Some blocks were made by stacking the stones in a more traditional manner, recalling the nearby 19th-century Signal Tower, now a ruin. The dry stacking of the flat pieces "holds" the larger rocks in a manner that elevates their importance, much like the glass enclosure and other pieces of "The Tale of the Tongs" mark a special place on the island.
The cubic glass enclosure is the uppermost construction, giving a panoramic of the water and distant shores while offering relief from the winds and rain. Open on two ends for access, the design is simply glass walls clipped to stone benches and the roof, with four curving steel supports angled to give the enclosure some directionality.

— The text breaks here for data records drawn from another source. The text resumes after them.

//! Declarative description of work to run inside a container image.
//!
//! A [`Container`] is a base image plus an ordered list of staging
//! [`Directive`]s. Building one has no side effects; an
//! [`Executor`](crate::executor::Executor) turns it into processes.

use crate::secret::Secret;
use crate::tree::{self, Blob, SourceTree};
use sha2::{Digest, Sha256};

#[derive(Debug, Clone)]
pub enum Directive {
    /// Merge a tree into the container filesystem at an absolute path.
    Directory { path: String, tree: SourceTree },
    /// Place a single file at an absolute path.
    File { path: String, contents: Blob },
    /// Write a secret's plaintext to a file at an absolute path.
    SecretFile { path: String, secret: Secret },
    Env { name: String, value: String },
    /// Environment variable whose value is a secret's plaintext.
    SecretEnv { name: String, secret: Secret },
    Workdir(String),
    Exec(Vec<String>),
}

impl Directive {
    /// One-line description with secret values redacted.
    pub fn describe(&self) -> String {
        match self {
            Directive::Directory { path, tree } => format!(
                "COPY tree:{} ({} files) {path}",
                &tree.digest()[..12],
                tree.len()
            ),
            Directive::File { path, contents } => {
                format!("FILE {path} ({} bytes)", contents.len())
            }
            Directive::SecretFile { path, secret } => {
                format!("SECRET FILE {path} <- {}", secret.name())
            }
            Directive::Env { name, value } => format!("ENV {name}={value}"),
            Directive::SecretEnv { name, secret } => {
                format!("SECRET ENV {name} <- {}", secret.name())
            }
            Directive::Workdir(path) => format!("WORKDIR {path}"),
            Directive::Exec(args) => format!("EXEC {}", command_line(args)),
        }
    }

    fn hash_into(&self, hasher: &mut Sha256) {
        let fields: Vec<String> = match self {
            Directive::Directory { path, tree } => {
                vec!["dir".into(), path.clone(), tree.digest()]
            }
            Directive::File { path, contents } => {
                vec!["file".into(), path.clone(), tree::hex(&Sha256::digest(contents))]
            }
            Directive::SecretFile { path, secret } => {
                vec!["secret-file".into(), path.clone(), secret.name().to_string()]
            }
            Directive::Env { name, value } => vec!["env".into(), name.clone(), value.clone()],
            Directive::SecretEnv { name, secret } => {
                vec!["secret-env".into(), name.clone(), secret.name().to_string()]
            }
            Directive::Workdir(path) => vec!["workdir".into(), path.clone()],
            Directive::Exec(args) => {
                let mut v = vec!["exec".to_string()];
                v.extend(args.iter().cloned());
                v
            }
        };
        for field in fields {
            hasher.update((field.len() as u64).to_le_bytes());
            hasher.update(field.as_bytes());
        }
    }
}

#[derive(Debug, Clone)]
pub struct Container {
    image: String,
    directives: Vec<Directive>,
}

impl Container {
    pub fn from_image(image: impl Into<String>) -> Self {
        Self {
            image: image.into(),
            directives: Vec::new(),
        }
    }

    pub fn image(&self) -> &str {
        &self.image
    }

    pub fn directives(&self) -> &[Directive] {
        &self.directives
    }

    pub fn with_directory(mut self, path: impl Into<String>, tree: &SourceTree) -> Self {
        self.directives.push(Directive::Directory {
            path: path.into(),
            tree: tree.clone(),
        });
        self
    }

    pub fn with_file(mut self, path: impl Into<String>, contents: impl AsRef<[u8]>) -> Self {
        self.directives.push(Directive::File {
            path: path.into(),
            contents: Blob::from(contents.as_ref()),
        });
        self
    }

    pub fn with_secret_file(mut self, path: impl Into<String>, secret: &Secret) -> Self {
        self.directives.push(Directive::SecretFile {
            path: path.into(),
            secret: secret.clone(),
        });
        self
    }

    pub fn with_env_variable(mut self, name: impl Into<String>, value: impl Into<String>) -> Self {
        self.directives.push(Directive::Env {
            name: name.into(),
            value: value.into(),
        });
        self
    }

    pub fn with_secret_variable(mut self, name: impl Into<String>, secret: &Secret) -> Self {
        self.directives.push(Directive::SecretEnv {
            name: name.into(),
            secret: secret.clone(),
        });
        self
    }

    pub fn with_workdir(mut self, path: impl Into<String>) -> Self {
        self.directives.push(Directive::Workdir(path.into()));
        self
    }

    pub fn with_exec<I, S>(mut self, args: I) -> Self
    where
        I: IntoIterator<Item = S>,
        S: Into<String>,
    {
        self.directives
            .push(Directive::Exec(args.into_iter().map(Into::into).collect()));
        self
    }

    /// Cache identity of the container state after `directives[..=index]`.
    ///
    /// Secrets contribute their name only, never their value.
    pub fn layer_key(&self, index: usize) -> String {
        let mut hasher = Sha256::new();
        hasher.update(self.image.as_bytes());
        for directive in self.directives.iter().take(index + 1) {
            directive.hash_into(&mut hasher);
        }
        tree::hex(&hasher.finalize())
    }
}

/// Render an argument list the way a user would type it.
pub fn command_line(args: &[String]) -> String {
    args.iter()
        .map(|a| {
            if !a.is_empty()
                && a
                    .chars()
                    .all(|c| c.is_ascii_alphanumeric() || "-_./:=@,+".contains(c))
            {
                a.clone()
            } else {
                format!("'{}'", a.replace('\'', r"'\''"))
            }
        })
        .collect::<Vec<_>>()
        .join(" ")
}

// ---------------------------------------------------------------------------
// Tests
// ---------------------------------------------------------------------------

#[cfg(test)]
mod tests {
    use super::*;

    #[test]
    fn builder_preserves_order() {
        let c = Container::from_image("node:22-slim")
            .with_workdir("/src")
            .with_env_variable("CI", "true")
            .with_exec(["npm", "ci"]);
        let described: Vec<String> = c.directives().iter().map(|d| d.describe()).collect();
        assert_eq!(
            described,
            vec!["WORKDIR /src", "ENV CI=true", "EXEC npm ci"]
        );
    }

    #[test]
    fn layer_key_ignores_later_directives() {
        let tree = SourceTree::from_files([("package.json", "{}")]).unwrap();
        let a = Container::from_image("node:22-slim")
            .with_directory("/src", &tree)
            .with_exec(["npm", "ci"]);
        let b = a.clone().with_exec(["npm", "run", "build"]);
        assert_eq!(a.layer_key(1), b.layer_key(1));
        assert_ne!(b.layer_key(1), b.layer_key(2));
    }

    #[test]
    fn layer_key_ignores_secret_values() {
        let one = Secret::from_plaintext("token", "aaa");
        let two = Secret::from_plaintext("token", "bbb");
        let a = Container::from_image("x").with_secret_variable("T", &one);
        let b = Container::from_image("x").with_secret_variable("T", &two);
        assert_eq!(a.layer_key(0), b.layer_key(0));
        assert!(!a.directives()[0].describe().contains("aaa"));
    }

    #[test]
    fn command_line_quotes_when_needed() {
        let args: Vec<String> = ["git", "diff", "--name-only", "HEAD~1..HEAD", "a b"]
            .iter()
            .map(|s| s.to_string())
            .collect();
        assert_eq!(
            command_line(&args),
            "git diff --name-only 'HEAD~1..HEAD' 'a b'"
        );
    }
}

Suitably marking the center of the enclosure is a steel hearth. It is here where the tongs come into play: The legacy marker aims to unite the area's Druidic and Christian traditions — after all, the project is located in the shadow of Croagh Patrick, the ancient pilgrimage route of Saint Patrick.
As people converge on this spot, Price hopes it will be a place to "reconnect and to rekindle Irish heritage: the fires, the hearth, and the 'tongs of reunion,'" he says.
The hearth is marked with the names of the people who made it a reality. This spot is charged with meaning, as it is the coming together of the departed through the shared manipulation of the "home fire" that burns within each of them.
The plate atop the hearth fittingly reads: "whispering flames revealing our breaths held, yearning anew ... rekindled aroma of the tongs echoes our burning embrace in view ..."
Not every home or place is imbued with such a past or such natural beauty, but that's no reason we can't try to instill our little corners of the world with poetry that is meaningful to us. Hopefully this installation offers some inspiration for doing so.